Material for this exercise ->
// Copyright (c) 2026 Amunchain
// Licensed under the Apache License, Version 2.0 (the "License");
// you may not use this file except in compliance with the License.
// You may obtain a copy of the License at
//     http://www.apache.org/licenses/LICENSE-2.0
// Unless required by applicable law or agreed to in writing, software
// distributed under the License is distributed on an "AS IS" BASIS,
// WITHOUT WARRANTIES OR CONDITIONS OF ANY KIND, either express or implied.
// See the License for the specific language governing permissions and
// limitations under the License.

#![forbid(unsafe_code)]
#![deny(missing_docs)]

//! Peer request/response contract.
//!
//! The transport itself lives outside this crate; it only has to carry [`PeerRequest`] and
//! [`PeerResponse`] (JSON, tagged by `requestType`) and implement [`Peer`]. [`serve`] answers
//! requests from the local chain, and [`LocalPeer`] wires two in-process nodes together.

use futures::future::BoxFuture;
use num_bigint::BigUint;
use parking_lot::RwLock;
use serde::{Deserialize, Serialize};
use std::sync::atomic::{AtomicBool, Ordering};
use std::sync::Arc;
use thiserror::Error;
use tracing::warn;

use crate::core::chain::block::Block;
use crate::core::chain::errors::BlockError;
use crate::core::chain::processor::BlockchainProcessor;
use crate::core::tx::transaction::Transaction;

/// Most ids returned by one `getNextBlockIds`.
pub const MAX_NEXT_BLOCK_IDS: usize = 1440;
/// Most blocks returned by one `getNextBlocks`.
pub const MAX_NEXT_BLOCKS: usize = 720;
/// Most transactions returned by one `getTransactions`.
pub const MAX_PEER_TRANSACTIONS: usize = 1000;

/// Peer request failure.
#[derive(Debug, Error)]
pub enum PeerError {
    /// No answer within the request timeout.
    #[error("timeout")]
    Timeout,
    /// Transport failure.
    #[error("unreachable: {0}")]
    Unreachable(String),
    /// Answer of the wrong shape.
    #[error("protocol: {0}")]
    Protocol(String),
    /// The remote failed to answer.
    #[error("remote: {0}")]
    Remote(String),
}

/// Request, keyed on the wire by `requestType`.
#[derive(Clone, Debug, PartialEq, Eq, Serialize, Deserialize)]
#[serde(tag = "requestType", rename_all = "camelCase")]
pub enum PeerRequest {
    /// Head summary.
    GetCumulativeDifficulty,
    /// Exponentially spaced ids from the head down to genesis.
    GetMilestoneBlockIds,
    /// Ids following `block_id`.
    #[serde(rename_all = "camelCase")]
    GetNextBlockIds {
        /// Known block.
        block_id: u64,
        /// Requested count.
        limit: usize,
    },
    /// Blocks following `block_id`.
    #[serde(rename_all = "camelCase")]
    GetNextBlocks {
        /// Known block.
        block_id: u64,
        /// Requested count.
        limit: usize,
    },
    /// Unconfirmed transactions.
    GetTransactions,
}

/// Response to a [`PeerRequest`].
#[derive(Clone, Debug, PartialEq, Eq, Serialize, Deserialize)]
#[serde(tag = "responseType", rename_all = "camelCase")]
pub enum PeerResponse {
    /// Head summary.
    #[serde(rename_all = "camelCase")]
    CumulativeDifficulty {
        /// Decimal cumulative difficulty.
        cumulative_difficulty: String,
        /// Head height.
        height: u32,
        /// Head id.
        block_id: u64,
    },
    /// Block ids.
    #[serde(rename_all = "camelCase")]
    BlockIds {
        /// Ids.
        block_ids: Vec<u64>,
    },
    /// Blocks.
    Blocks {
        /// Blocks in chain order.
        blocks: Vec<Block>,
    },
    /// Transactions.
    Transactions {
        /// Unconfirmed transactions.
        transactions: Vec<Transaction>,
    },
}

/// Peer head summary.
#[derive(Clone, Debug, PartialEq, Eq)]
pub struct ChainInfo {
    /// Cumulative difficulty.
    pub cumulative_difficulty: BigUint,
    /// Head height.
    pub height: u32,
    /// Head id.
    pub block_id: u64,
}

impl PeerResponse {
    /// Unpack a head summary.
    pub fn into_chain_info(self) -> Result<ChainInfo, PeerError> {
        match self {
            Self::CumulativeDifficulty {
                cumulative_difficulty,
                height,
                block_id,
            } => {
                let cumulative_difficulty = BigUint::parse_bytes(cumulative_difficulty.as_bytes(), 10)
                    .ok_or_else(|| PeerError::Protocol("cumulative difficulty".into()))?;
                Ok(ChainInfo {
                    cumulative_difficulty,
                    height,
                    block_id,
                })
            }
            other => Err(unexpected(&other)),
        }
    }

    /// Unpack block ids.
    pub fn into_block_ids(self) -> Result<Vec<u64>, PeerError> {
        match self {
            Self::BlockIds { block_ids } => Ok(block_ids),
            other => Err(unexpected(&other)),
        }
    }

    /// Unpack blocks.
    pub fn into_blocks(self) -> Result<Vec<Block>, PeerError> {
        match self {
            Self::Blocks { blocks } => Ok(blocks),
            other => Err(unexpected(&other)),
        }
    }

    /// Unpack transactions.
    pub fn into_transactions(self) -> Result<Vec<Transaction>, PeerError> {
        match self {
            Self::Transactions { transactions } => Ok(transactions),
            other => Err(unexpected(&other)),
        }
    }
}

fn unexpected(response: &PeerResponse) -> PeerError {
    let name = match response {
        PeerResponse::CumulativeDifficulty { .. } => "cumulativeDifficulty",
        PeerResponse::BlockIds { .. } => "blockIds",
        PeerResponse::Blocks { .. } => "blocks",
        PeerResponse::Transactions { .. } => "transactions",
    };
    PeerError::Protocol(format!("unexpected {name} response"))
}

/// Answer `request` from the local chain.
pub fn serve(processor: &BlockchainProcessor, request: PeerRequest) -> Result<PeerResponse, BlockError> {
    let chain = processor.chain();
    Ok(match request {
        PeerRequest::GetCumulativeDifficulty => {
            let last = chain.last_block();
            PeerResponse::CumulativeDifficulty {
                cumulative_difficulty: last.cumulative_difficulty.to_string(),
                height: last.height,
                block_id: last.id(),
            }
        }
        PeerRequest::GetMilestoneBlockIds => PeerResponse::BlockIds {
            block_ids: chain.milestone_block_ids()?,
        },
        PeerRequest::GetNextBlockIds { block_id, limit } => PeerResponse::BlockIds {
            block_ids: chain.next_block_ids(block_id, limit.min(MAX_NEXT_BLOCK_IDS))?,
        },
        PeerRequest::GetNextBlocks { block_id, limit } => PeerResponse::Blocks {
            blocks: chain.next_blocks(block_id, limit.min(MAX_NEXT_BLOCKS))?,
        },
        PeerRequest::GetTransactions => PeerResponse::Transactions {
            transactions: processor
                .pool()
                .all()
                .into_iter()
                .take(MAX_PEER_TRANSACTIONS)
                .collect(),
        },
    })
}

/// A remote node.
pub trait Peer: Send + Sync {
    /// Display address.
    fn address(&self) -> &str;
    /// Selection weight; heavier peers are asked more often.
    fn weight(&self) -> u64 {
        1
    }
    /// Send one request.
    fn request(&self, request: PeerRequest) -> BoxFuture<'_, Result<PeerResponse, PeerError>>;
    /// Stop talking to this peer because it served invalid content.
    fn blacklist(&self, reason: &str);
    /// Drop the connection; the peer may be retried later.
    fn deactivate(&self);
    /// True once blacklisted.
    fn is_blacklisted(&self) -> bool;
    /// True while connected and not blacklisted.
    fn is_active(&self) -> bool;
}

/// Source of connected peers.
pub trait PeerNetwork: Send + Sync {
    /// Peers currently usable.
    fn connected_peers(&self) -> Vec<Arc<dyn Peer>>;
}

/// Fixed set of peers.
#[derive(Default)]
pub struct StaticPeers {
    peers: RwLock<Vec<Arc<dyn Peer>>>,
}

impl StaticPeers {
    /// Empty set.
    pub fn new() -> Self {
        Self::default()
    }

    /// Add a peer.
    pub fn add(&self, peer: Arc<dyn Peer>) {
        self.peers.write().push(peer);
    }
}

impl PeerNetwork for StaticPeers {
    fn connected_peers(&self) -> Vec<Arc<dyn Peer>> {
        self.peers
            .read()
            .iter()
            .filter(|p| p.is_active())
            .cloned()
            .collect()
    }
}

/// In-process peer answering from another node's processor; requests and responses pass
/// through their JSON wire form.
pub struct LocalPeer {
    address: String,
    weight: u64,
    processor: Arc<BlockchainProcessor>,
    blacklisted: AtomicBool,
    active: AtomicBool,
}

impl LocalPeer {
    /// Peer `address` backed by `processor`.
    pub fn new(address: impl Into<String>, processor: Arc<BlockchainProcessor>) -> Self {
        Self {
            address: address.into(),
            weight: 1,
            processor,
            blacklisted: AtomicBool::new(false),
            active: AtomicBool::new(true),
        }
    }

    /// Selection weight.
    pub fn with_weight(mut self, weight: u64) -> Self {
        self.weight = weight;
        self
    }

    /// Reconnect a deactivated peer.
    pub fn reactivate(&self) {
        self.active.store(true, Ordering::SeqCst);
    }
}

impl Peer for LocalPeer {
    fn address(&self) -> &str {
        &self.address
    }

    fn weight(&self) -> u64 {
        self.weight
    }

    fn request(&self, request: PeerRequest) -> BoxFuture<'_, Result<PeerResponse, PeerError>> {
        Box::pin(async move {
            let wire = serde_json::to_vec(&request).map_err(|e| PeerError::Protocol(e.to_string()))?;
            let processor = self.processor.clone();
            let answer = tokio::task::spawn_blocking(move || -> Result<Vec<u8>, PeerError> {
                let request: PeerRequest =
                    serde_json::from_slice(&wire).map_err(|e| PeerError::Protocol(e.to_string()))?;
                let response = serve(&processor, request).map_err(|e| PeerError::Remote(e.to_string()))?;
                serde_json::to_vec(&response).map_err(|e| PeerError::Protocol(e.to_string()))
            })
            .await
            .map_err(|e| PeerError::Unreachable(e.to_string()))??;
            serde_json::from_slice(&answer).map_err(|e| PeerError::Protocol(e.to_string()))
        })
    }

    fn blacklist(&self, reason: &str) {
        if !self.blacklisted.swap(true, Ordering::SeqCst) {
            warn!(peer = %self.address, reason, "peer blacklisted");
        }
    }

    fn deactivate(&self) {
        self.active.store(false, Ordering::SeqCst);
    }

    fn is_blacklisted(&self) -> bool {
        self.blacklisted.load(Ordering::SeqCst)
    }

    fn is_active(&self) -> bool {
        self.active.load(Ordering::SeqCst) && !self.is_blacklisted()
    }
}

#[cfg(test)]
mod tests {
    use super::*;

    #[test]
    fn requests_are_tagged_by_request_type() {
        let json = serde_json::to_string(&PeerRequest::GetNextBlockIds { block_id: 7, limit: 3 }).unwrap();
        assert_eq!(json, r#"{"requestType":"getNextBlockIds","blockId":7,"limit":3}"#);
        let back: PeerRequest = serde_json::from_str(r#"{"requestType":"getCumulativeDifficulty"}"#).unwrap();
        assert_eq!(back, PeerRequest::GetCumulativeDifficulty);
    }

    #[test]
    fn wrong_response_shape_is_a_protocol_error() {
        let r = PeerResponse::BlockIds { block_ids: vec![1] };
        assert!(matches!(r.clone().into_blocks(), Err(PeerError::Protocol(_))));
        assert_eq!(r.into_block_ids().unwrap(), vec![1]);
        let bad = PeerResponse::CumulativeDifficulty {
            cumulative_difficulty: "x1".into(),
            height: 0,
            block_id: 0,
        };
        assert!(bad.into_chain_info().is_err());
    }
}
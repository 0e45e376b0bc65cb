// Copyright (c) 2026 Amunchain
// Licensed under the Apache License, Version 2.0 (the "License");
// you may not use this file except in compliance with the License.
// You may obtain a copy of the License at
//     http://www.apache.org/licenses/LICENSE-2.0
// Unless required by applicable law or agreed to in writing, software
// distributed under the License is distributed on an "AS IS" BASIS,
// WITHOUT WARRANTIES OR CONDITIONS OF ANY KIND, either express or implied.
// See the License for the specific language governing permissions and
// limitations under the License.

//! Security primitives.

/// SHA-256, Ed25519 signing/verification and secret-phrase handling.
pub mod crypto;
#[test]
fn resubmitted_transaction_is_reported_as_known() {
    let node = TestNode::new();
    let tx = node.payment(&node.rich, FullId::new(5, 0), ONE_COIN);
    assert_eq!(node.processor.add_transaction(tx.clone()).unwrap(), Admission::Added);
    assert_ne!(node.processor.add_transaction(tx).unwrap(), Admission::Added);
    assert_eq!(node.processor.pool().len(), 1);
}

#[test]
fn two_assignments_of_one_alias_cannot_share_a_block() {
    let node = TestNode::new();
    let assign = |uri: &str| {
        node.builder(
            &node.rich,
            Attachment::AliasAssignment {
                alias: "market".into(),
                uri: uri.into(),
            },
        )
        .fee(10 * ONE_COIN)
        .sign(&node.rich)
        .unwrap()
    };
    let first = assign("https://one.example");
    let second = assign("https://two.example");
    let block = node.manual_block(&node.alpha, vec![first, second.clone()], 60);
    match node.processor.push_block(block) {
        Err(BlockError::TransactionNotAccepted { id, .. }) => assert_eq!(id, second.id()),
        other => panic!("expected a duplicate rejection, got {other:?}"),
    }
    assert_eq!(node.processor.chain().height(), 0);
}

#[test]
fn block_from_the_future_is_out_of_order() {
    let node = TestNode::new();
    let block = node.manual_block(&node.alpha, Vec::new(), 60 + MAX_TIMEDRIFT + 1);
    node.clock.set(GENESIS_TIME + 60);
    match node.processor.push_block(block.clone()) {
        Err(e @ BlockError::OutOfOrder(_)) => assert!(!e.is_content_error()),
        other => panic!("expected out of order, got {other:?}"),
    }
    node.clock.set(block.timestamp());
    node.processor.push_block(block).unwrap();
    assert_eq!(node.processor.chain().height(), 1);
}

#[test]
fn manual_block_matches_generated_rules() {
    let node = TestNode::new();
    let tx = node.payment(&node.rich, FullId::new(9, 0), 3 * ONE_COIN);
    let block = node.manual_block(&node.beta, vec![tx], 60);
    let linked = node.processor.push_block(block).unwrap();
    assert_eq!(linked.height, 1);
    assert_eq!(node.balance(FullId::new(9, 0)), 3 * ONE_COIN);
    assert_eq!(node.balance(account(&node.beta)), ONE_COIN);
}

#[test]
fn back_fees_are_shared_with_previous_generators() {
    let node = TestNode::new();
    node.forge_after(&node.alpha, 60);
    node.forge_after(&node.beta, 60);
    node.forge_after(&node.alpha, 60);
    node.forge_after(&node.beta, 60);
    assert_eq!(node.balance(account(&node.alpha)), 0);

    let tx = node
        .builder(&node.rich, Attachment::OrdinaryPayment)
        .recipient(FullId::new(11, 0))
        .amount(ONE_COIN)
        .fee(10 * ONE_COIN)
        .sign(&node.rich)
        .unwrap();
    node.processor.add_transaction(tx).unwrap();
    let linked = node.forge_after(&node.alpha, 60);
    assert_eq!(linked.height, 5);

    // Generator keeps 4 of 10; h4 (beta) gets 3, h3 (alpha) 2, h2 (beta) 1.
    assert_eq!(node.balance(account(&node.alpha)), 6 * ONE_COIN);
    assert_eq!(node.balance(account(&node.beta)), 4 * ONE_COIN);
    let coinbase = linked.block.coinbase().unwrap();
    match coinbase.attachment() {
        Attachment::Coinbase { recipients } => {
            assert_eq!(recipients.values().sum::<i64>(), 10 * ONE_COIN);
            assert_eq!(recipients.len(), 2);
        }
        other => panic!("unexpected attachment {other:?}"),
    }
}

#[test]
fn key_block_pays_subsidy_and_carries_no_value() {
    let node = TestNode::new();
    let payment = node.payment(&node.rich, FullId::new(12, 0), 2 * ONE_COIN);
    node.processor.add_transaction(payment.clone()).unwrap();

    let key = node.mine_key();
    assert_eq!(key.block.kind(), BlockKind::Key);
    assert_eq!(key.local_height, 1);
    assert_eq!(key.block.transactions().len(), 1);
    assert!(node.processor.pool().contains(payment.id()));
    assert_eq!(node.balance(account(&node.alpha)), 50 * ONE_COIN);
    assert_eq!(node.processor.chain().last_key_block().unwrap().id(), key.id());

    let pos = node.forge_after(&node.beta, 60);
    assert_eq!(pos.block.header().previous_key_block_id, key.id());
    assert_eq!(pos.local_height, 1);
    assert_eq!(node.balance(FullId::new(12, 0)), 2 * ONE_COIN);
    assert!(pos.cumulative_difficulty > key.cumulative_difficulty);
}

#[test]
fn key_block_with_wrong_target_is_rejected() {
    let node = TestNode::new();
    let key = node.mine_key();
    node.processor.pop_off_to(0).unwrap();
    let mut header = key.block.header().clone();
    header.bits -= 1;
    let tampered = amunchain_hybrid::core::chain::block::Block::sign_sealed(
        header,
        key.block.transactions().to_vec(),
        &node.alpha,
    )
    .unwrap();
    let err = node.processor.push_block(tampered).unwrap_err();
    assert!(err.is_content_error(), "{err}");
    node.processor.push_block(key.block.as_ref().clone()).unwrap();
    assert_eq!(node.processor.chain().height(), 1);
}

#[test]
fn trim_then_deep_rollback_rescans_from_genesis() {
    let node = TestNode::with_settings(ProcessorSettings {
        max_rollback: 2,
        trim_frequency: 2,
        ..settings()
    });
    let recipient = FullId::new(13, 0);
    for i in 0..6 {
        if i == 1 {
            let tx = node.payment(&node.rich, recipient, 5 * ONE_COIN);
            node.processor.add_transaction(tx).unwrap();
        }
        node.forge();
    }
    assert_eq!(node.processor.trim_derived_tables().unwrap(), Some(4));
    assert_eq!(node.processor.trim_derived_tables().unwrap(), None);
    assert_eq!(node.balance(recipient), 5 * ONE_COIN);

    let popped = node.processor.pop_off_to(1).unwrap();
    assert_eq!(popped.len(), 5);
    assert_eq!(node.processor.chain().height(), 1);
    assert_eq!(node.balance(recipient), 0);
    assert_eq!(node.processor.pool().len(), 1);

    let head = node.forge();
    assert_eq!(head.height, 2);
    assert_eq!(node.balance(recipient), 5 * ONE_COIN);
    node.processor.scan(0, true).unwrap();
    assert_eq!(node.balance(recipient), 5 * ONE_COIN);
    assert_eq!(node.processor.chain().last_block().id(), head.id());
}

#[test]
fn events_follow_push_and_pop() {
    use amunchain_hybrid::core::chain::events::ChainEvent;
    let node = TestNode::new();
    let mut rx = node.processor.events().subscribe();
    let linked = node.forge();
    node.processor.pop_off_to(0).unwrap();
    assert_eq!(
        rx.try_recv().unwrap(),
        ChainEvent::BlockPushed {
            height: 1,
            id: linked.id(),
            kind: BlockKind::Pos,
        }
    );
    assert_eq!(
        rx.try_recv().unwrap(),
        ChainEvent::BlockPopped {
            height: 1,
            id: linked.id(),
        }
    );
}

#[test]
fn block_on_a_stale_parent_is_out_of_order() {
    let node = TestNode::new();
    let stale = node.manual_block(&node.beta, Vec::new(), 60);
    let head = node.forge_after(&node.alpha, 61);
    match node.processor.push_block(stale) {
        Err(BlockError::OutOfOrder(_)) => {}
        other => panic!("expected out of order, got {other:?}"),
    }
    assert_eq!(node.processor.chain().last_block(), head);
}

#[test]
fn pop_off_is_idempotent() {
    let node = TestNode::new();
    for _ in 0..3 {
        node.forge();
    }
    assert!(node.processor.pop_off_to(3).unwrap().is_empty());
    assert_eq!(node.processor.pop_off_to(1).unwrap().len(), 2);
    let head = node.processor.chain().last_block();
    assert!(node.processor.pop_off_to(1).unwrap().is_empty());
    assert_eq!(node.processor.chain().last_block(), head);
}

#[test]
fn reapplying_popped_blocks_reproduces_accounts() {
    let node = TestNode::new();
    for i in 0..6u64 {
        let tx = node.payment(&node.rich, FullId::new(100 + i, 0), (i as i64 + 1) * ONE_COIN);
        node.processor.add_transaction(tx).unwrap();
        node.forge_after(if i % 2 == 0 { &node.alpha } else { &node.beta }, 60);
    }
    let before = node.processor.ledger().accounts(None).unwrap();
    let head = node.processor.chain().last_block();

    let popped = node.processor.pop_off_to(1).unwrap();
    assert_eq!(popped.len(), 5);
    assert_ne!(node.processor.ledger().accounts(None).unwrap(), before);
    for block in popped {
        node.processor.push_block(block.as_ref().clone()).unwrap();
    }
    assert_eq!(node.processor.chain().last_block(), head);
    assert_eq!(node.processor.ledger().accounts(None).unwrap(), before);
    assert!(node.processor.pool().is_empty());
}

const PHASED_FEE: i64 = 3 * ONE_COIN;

Exercise prompt -> When you reach the line that contains "use parking_lot::RwLock;", stop; that line and every line before it, from the very first line of the data, should be restated word for word.

Task output ->
// Copyright (c) 2026 Amunchain
// Licensed under the Apache License, Version 2.0 (the "License");
// you may not use this file except in compliance with the License.
// You may obtain a copy of the License at
//     http://www.apache.org/licenses/LICENSE-2.0
// Unless required by applicable law or agreed to in writing, software
// distributed under the License is distributed on an "AS IS" BASIS,
// WITHOUT WARRANTIES OR CONDITIONS OF ANY KIND, either express or implied.
// See the License for the specific language governing permissions and
// limitations under the License.

#![forbid(unsafe_code)]
#![deny(missing_docs)]

//! Peer request/response contract.
//!
//! The transport itself lives outside this crate; it only has to carry [`PeerRequest`] and
//! [`PeerResponse`] (JSON, tagged by `requestType`) and implement [`Peer`]. [`serve`] answers
//! requests from the local chain, and [`LocalPeer`] wires two in-process nodes together.

use futures::future::BoxFuture;
use num_bigint::BigUint;
use parking_lot::RwLock;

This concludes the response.